● **What to produce**: Retype the complete listing exactly as it appears.
*-*-*
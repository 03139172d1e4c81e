//! Perspective transformation and image warping.
//!
//! This module computes the projective mapping between a quadrilateral and
//! an axis-aligned rectangle and resamples a grayscale image through it,
//! which is how a skewed puzzle photograph becomes an axis-aligned board.

use crate::core::errors::{SudocrError, SudocrResult};
use crate::processors::geometry::Point;
use image::GrayImage;
use nalgebra::{Matrix3, Vector3};
use rayon::prelude::*;
use tracing::debug;

/// Calculates the perspective transformation matrix that maps source points
/// to destination points.
///
/// Solves the eight-equation linear system of the direct linear transform
/// for the four point correspondences.
///
/// # Arguments
///
/// * `src_points` - The four source points.
/// * `dst_points` - The four destination points.
///
/// # Returns
///
/// The 3x3 transformation matrix.
///
/// # Errors
///
/// Returns [`SudocrError::DegenerateGeometry`] if the system is singular,
/// which happens when the source points are collinear or coincident.
pub fn get_perspective_transform(
    src_points: &[Point; 4],
    dst_points: &[Point; 4],
) -> SudocrResult<Matrix3<f32>> {
    let mut a = nalgebra::DMatrix::<f32>::zeros(8, 8);
    let mut b = nalgebra::DVector::<f32>::zeros(8);

    for i in 0..4 {
        let src = &src_points[i];
        let dst = &dst_points[i];

        a.set_row(
            i * 2,
            &nalgebra::RowDVector::from_row_slice(&[
                src.x,
                src.y,
                1.0,
                0.0,
                0.0,
                0.0,
                -src.x * dst.x,
                -src.y * dst.x,
            ]),
        );
        b[i * 2] = dst.x;

        a.set_row(
            i * 2 + 1,
            &nalgebra::RowDVector::from_row_slice(&[
                0.0,
                0.0,
                0.0,
                src.x,
                src.y,
                1.0,
                -src.x * dst.y,
                -src.y * dst.y,
            ]),
        );
        b[i * 2 + 1] = dst.y;
    }

    let decomp = a.lu();
    let solution = decomp
        .solve(&b)
        .ok_or_else(|| SudocrError::degenerate("perspective system is singular"))?;

    Ok(Matrix3::new(
        solution[0],
        solution[1],
        solution[2],
        solution[3],
        solution[4],
        solution[5],
        solution[6],
        solution[7],
        1.0,
    ))
}

/// Applies a perspective transformation to a grayscale image.
///
/// Uses inverse mapping with bilinear interpolation; destination rows are
/// processed in parallel. Destination pixels whose source location falls
/// outside the image are black.
///
/// # Arguments
///
/// * `src_image` - The source image to transform.
/// * `transform_matrix` - The 3x3 perspective transformation matrix.
/// * `dst_width` - Width of the output image.
/// * `dst_height` - Height of the output image.
///
/// # Returns
///
/// The transformed image.
///
/// # Errors
///
/// Returns [`SudocrError::DegenerateGeometry`] if the transformation matrix
/// cannot be inverted.
pub fn warp_perspective(
    src_image: &GrayImage,
    transform_matrix: &Matrix3<f32>,
    dst_width: u32,
    dst_height: u32,
) -> SudocrResult<GrayImage> {
    let inv_matrix = transform_matrix
        .try_inverse()
        .ok_or_else(|| SudocrError::degenerate("transformation matrix is not invertible"))?;

    debug!(dst_width, dst_height, "warping through inverse mapping");

    let mut dst_image = GrayImage::new(dst_width, dst_height);
    let (src_width, src_height) = src_image.dimensions();
    let max_x = (src_width - 1) as f32;
    let max_y = (src_height - 1) as f32;
    let buffer: &mut [u8] = dst_image.as_mut();

    // Sub-pixel drift from the matrix solve must not drop border pixels.
    const EDGE_TOLERANCE: f32 = 1e-3;

    buffer
        .par_chunks_mut(dst_width as usize)
        .enumerate()
        .for_each(|(dst_y, row_buffer)| {
            for (dst_x, out) in row_buffer.iter_mut().enumerate() {
                let dst_point = Vector3::new(dst_x as f32, dst_y as f32, 1.0);
                let src_point = inv_matrix * dst_point;

                let mut value = 0u8;
                if src_point.z.abs() > f32::EPSILON {
                    let src_x = src_point.x / src_point.z;
                    let src_y = src_point.y / src_point.z;

                    if src_x >= -EDGE_TOLERANCE
                        && src_x <= max_x + EDGE_TOLERANCE
                        && src_y >= -EDGE_TOLERANCE
                        && src_y <= max_y + EDGE_TOLERANCE
                    {
                        value = sample_bilinear(
                            src_image,
                            src_x.clamp(0.0, max_x),
                            src_y.clamp(0.0, max_y),
                        );
                    }
                }
                *out = value;
            }
        });

    Ok(dst_image)
}

/// Samples the image at a fractional location with bilinear interpolation.
fn sample_bilinear(image: &GrayImage, x: f32, y: f32) -> u8 {
    let (width, height) = image.dimensions();

    let x0 = x.floor() as u32;
    let y0 = y.floor() as u32;
    let x1 = (x0 + 1).min(width - 1);
    let y1 = (y0 + 1).min(height - 1);

    let fx = x - x0 as f32;
    let fy = y - y0 as f32;

    let p00 = image.get_pixel(x0, y0)[0] as f32;
    let p10 = image.get_pixel(x1, y0)[0] as f32;
    let p01 = image.get_pixel(x0, y1)[0] as f32;
    let p11 = image.get_pixel(x1, y1)[0] as f32;

    let top = p00 * (1.0 - fx) + p10 * fx;
    let bottom = p01 * (1.0 - fx) + p11 * fx;
    (top * (1.0 - fy) + bottom * fy).round().clamp(0.0, 255.0) as u8
}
*-*-*
● **Answer for the task**:
repository 03139172d1e4c81e
//! Perspective transformation and image warping.
//!
//! This module computes the projective mapping between a quadrilateral and
//! an axis-aligned rectangle and resamples a grayscale image through it,
//! which is how a skewed puzzle photograph becomes an axis-aligned board.

use crate::core::errors::{SudocrError, SudocrResult};
use crate::processors::geometry::Point;
use image::GrayImage;
use nalgebra::{Matrix3, Vector3};
use rayon::prelude::*;
use tracing::debug;

/// Calculates the perspective transformation matrix that maps source points
/// to destination points.
///
/// Solves the eight-equation linear system of the direct linear transform
/// for the four point correspondences.
///
/// # Arguments
///
/// * `src_points` - The four source points.
/// * `dst_points` - The four destination points.
///
/// # Returns
///
/// The 3x3 transformation matrix.
///
/// # Errors
///
/// Returns [`SudocrError::DegenerateGeometry`] if the system is singular,
/// which happens when the source points are collinear or coincident.
pub fn get_perspective_transform(
    src_points: &[Point; 4],
    dst_points: &[Point; 4],
) -> SudocrResult<Matrix3<f32>> {
    let mut a = nalgebra::DMatrix::<f32>::zeros(8, 8);
    let mut b = nalgebra::DVector::<f32>::zeros(8);

    for i in 0..4 {
        let src = &src_points[i];
        let dst = &dst_points[i];

        a.set_row(
            i * 2,
            &nalgebra::RowDVector::from_row_slice(&[
                src.x,
                src.y,
                1.0,
                0.0,
                0.0,
                0.0,
                -src.x * dst.x,
                -src.y * dst.x,
            ]),
        );
        b[i * 2] = dst.x;

        a.set_row(
            i * 2 + 1,
            &nalgebra::RowDVector::from_row_slice(&[
                0.0,
                0.0,
                0.0,
                src.x,
                src.y,
                1.0,
                -src.x * dst.y,
                -src.y * dst.y,
            ]),
        );
        b[i * 2 + 1] = dst.y;
    }

    let decomp = a.lu();
    let solution = decomp
        .solve(&b)
        .ok_or_else(|| SudocrError::degenerate("perspective system is singular"))?;

    Ok(Matrix3::new(
        solution[0],
        solution[1],
        solution[2],
        solution[3],
        solution[4],
        solution[5],
        solution[6],
        solution[7],
        1.0,
    ))
}

/// Applies a perspective transformation to a grayscale image.
///
/// Uses inverse mapping with bilinear interpolation; destination rows are
/// processed in parallel. Destination pixels whose source location falls
/// outside the image are black.
///
/// # Arguments
///
/// * `src_image` - The source image to transform.
/// * `transform_matrix` - The 3x3 perspective transformation matrix.
/// * `dst_width` - Width of the output image.
/// * `dst_height` - Height of the output image.
///
/// # Returns
///
/// The transformed image.
///
/// # Errors
///
/// Returns [`SudocrError::DegenerateGeometry`] if the transformation matrix
/// cannot be inverted.
pub fn warp_perspective(
    src_image: &GrayImage,
    transform_matrix: &Matrix3<f32>,
    dst_width: u32,
    dst_height: u32,
) -> SudocrResult<GrayImage> {
    let inv_matrix = transform_matrix
        .try_inverse()
        .ok_or_else(|| SudocrError::degenerate("transformation matrix is not invertible"))?;

    debug!(dst_width, dst_height, "warping through inverse mapping");

    let mut dst_image = GrayImage::new(dst_width, dst_height);
    let (src_width, src_height) = src_image.dimensions();
    let max_x = (src_width - 1) as f32;
    let max_y = (src_height - 1) as f32;
    let buffer: &mut [u8] = dst_image.as_mut();

    // Sub-pixel drift from the matrix solve must not drop border pixels.
    const EDGE_TOLERANCE: f32 = 1e-3;

    buffer
        .par_chunks_mut(dst_width as usize)
        .enumerate()
        .for_each(|(dst_y, row_buffer)| {
            for (dst_x, out) in row_buffer.iter_mut().enumerate() {
                let dst_point = Vector3::new(dst_x as f32, dst_y as f32, 1.0);
                let src_point = inv_matrix * dst_point;

                let mut value = 0u8;
                if src_point.z.abs() > f32::EPSILON {
                    let src_x = src_point.x / src_point.z;
                    let src_y = src_point.y / src_point.z;

                    if src_x >= -EDGE_TOLERANCE
                        && src_x <= max_x + EDGE_TOLERANCE
                        && src_y >= -EDGE_TOLERANCE
                        && src_y <= max_y + EDGE_TOLERANCE
                    {
                        value = sample_bilinear(
                            src_image,
                            src_x.clamp(0.0, max_x),
                            src_y.clamp(0.0, max_y),
                        );
                    }
                }
                *out = value;
            }
        });

    Ok(dst_image)
}

/// Samples the image at a fractional location with bilinear interpolation.
fn sample_bilinear(image: &GrayImage, x: f32, y: f32) -> u8 {
    let (width, height) = image.dimensions();

    let x0 = x.floor() as u32;
    let y0 = y.floor() as u32;
    let x1 = (x0 + 1).min(width - 1);
    let y1 = (y0 + 1).min(height - 1);

    let fx = x - x0 as f32;
    let fy = y - y0 as f32;

    let p00 = image.get_pixel(x0, y0)[0] as f32;
    let p10 = image.get_pixel(x1, y0)[0] as f32;
    let p01 = image.get_pixel(x0, y1)[0] as f32;
    let p11 = image.get_pixel(x1, y1)[0] as f32;

    let top = p00 * (1.0 - fx) + p10 * fx;
    let bottom = p01 * (1.0 - fx) + p11 * fx;
    (top * (1.0 - fy) + bottom * fy).round().clamp(0.0, 255.0) as u8
}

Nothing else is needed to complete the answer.